Work instruction
Scan the entries below for the word "impedance" and copy every line in which it occurs.

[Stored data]
▬▬▬▬▬▬
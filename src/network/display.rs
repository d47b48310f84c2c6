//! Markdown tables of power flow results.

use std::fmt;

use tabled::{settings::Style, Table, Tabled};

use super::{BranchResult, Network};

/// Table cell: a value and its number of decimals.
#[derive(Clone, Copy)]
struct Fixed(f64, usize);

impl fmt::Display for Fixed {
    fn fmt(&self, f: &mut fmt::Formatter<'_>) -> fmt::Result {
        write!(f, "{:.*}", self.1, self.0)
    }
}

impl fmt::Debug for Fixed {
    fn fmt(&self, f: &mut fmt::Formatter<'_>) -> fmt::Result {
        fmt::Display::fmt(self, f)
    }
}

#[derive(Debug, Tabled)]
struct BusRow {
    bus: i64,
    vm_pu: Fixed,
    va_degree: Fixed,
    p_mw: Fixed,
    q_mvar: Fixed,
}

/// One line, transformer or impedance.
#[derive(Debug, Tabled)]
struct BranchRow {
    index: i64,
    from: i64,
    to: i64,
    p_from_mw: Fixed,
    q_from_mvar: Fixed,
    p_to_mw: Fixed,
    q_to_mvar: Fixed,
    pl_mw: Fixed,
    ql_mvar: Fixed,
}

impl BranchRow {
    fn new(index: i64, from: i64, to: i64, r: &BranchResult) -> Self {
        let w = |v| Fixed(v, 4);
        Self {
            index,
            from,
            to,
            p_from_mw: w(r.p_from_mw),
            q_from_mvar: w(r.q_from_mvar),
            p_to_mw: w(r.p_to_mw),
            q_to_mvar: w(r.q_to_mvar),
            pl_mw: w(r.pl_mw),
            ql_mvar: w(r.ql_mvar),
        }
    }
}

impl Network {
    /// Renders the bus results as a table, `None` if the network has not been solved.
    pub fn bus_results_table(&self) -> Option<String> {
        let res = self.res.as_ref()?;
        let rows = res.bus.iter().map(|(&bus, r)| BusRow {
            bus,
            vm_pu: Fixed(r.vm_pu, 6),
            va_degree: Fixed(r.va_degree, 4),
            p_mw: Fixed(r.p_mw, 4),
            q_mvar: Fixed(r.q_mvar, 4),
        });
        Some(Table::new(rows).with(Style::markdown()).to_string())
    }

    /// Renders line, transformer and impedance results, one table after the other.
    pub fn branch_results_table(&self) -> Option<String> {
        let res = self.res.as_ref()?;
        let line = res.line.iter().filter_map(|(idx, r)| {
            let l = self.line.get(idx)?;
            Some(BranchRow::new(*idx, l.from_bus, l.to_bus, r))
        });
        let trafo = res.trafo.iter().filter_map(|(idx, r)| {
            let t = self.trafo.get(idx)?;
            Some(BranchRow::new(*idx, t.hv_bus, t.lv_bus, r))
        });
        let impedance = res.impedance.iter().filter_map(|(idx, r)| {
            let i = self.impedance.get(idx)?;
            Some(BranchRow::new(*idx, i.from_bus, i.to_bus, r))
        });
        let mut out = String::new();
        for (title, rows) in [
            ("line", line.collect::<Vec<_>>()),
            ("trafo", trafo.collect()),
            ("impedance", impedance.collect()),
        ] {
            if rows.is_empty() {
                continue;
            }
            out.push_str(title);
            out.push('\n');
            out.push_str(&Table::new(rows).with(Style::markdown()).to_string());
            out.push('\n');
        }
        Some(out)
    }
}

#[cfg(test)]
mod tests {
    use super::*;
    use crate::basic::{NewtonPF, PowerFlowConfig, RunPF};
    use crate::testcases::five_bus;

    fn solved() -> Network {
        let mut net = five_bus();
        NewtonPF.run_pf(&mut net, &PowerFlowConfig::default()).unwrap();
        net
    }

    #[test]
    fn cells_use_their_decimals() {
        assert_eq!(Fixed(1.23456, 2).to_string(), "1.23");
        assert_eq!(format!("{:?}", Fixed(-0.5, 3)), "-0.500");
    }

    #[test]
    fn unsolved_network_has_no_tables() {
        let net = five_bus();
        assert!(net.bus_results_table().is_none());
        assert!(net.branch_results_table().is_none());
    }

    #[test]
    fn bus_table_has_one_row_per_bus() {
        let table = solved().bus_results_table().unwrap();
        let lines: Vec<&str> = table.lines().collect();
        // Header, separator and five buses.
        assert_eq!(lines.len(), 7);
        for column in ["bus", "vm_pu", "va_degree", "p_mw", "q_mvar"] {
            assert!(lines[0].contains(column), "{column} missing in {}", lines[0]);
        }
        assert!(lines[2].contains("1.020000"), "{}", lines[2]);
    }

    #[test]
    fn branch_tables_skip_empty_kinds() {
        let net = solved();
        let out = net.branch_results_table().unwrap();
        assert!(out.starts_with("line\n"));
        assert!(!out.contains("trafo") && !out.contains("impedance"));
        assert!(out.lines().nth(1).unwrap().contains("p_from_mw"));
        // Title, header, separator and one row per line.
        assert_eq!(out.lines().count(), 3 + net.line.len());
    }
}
▬▬▬▬▬▬
Result below
/// One line, transformer or impedance.
    /// Renders line, transformer and impedance results, one table after the other.
        let impedance = res.impedance.iter().filter_map(|(idx, r)| {
            let i = self.impedance.get(idx)?;
            ("impedance", impedance.collect()),
        assert!(!out.contains("trafo") && !out.contains("impedance"));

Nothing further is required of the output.